**WHAT THE EXERCISE ASKS:**
Transcribe each record below character for character.

BEGIN DATASET EXCERPTS

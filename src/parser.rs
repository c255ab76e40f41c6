use std::rc::Rc;

use crate::cursor::TextCursor;
use crate::error::{Failure, ParseFailure};

/// The outcome of one parse attempt.
///
/// `Ok((value, cursor))` is a success: `cursor` sits immediately after the
/// consumed text (equal to the starting cursor for a zero-width match).
/// `Err(failure)` is the recoverable kind of failure that combinators
/// inspect to drive choice and repetition.
pub type Parsed<'text, T> = Result<(T, TextCursor<'text>), Failure>;

/// Core trait for parser combinators.
///
/// A parser is an immutable, stateless value: `parse` may be invoked
/// repeatedly and concurrently without aliasing hazards, and composition
/// never mutates an operand. Failures must leave no trace — the caller's
/// cursor is `Copy`, so a failed attempt simply never replaces it.
pub trait Parser<'text> {
    type Output;

    /// Attempt to parse from the given cursor position.
    fn parse(&self, cursor: TextCursor<'text>) -> Parsed<'text, Self::Output>;

    /// Parse a prefix of `text` and return the produced value.
    fn parse_text(&self, text: &'text str) -> Result<Self::Output, ParseFailure> {
        self.parse_partial(text).map(|(value, _)| value)
    }

    /// Parse a prefix of `text` and return the produced value together with
    /// the unconsumed remainder.
    fn parse_partial(&self, text: &'text str) -> Result<(Self::Output, &'text str), ParseFailure> {
        match self.parse(TextCursor::new(text)) {
            Ok((value, cursor)) => Ok((value, cursor.rest())),
            Err(failure) => Err(ParseFailure::new(failure, text)),
        }
    }

    /// Parse `text` and require that the match reaches end of input.
    fn parse_strict(&self, text: &'text str) -> Result<Self::Output, ParseFailure> {
        match self.parse(TextCursor::new(text)) {
            Ok((value, cursor)) if cursor.eos() => Ok(value),
            Ok((_, cursor)) => Err(ParseFailure::new(
                Failure::new(cursor.position(), "end of input"),
                text,
            )),
            Err(failure) => Err(ParseFailure::new(failure, text)),
        }
    }
}

impl<'text, P: Parser<'text> + ?Sized> Parser<'text> for &P {
    type Output = P::Output;

    fn parse(&self, cursor: TextCursor<'text>) -> Parsed<'text, Self::Output> {
        (**self).parse(cursor)
    }
}

impl<'text, P: Parser<'text> + ?Sized> Parser<'text> for Box<P> {
    type Output = P::Output;

    fn parse(&self, cursor: TextCursor<'text>) -> Parsed<'text, Self::Output> {
        (**self).parse(cursor)
    }
}

impl<'text, P: Parser<'text> + ?Sized> Parser<'text> for Rc<P> {
    type Output = P::Output;

    fn parse(&self, cursor: TextCursor<'text>) -> Parsed<'text, Self::Output> {
        (**self).parse(cursor)
    }
}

END DATASET EXCERPTS

**ANSWER FOR THE TASK:**
filename src/parser.rs
repository c255ab76e40f41c6
use std::rc::Rc;

use crate::cursor::TextCursor;
use crate::error::{Failure, ParseFailure};

/// The outcome of one parse attempt.
///
/// `Ok((value, cursor))` is a success: `cursor` sits immediately after the
/// consumed text (equal to the starting cursor for a zero-width match).
/// `Err(failure)` is the recoverable kind of failure that combinators
/// inspect to drive choice and repetition.
pub type Parsed<'text, T> = Result<(T, TextCursor<'text>), Failure>;

/// Core trait for parser combinators.
///
/// A parser is an immutable, stateless value: `parse` may be invoked
/// repeatedly and concurrently without aliasing hazards, and composition
/// never mutates an operand. Failures must leave no trace — the caller's
/// cursor is `Copy`, so a failed attempt simply never replaces it.
pub trait Parser<'text> {
    type Output;

    /// Attempt to parse from the given cursor position.
    fn parse(&self, cursor: TextCursor<'text>) -> Parsed<'text, Self::Output>;

    /// Parse a prefix of `text` and return the produced value.
    fn parse_text(&self, text: &'text str) -> Result<Self::Output, ParseFailure> {
        self.parse_partial(text).map(|(value, _)| value)
    }

    /// Parse a prefix of `text` and return the produced value together with
    /// the unconsumed remainder.
    fn parse_partial(&self, text: &'text str) -> Result<(Self::Output, &'text str), ParseFailure> {
        match self.parse(TextCursor::new(text)) {
            Ok((value, cursor)) => Ok((value, cursor.rest())),
            Err(failure) => Err(ParseFailure::new(failure, text)),
        }
    }

    /// Parse `text` and require that the match reaches end of input.
    fn parse_strict(&self, text: &'text str) -> Result<Self::Output, ParseFailure> {
        match self.parse(TextCursor::new(text)) {
            Ok((value, cursor)) if cursor.eos() => Ok(value),
            Ok((_, cursor)) => Err(ParseFailure::new(
                Failure::new(cursor.position(), "end of input"),
                text,
            )),
            Err(failure) => Err(ParseFailure::new(failure, text)),
        }
    }
}

impl<'text, P: Parser<'text> + ?Sized> Parser<'text> for &P {
    type Output = P::Output;

    fn parse(&self, cursor: TextCursor<'text>) -> Parsed<'text, Self::Output> {
        (**self).parse(cursor)
    }
}

impl<'text, P: Parser<'text> + ?Sized> Parser<'text> for Box<P> {
    type Output = P::Output;

    fn parse(&self, cursor: TextCursor<'text>) -> Parsed<'text, Self::Output> {
        (**self).parse(cursor)
    }
}

impl<'text, P: Parser<'text> + ?Sized> Parser<'text> for Rc<P> {
    type Output = P::Output;

    fn parse(&self, cursor: TextCursor<'text>) -> Parsed<'text, Self::Output> {
        (**self).parse(cursor)
    }
}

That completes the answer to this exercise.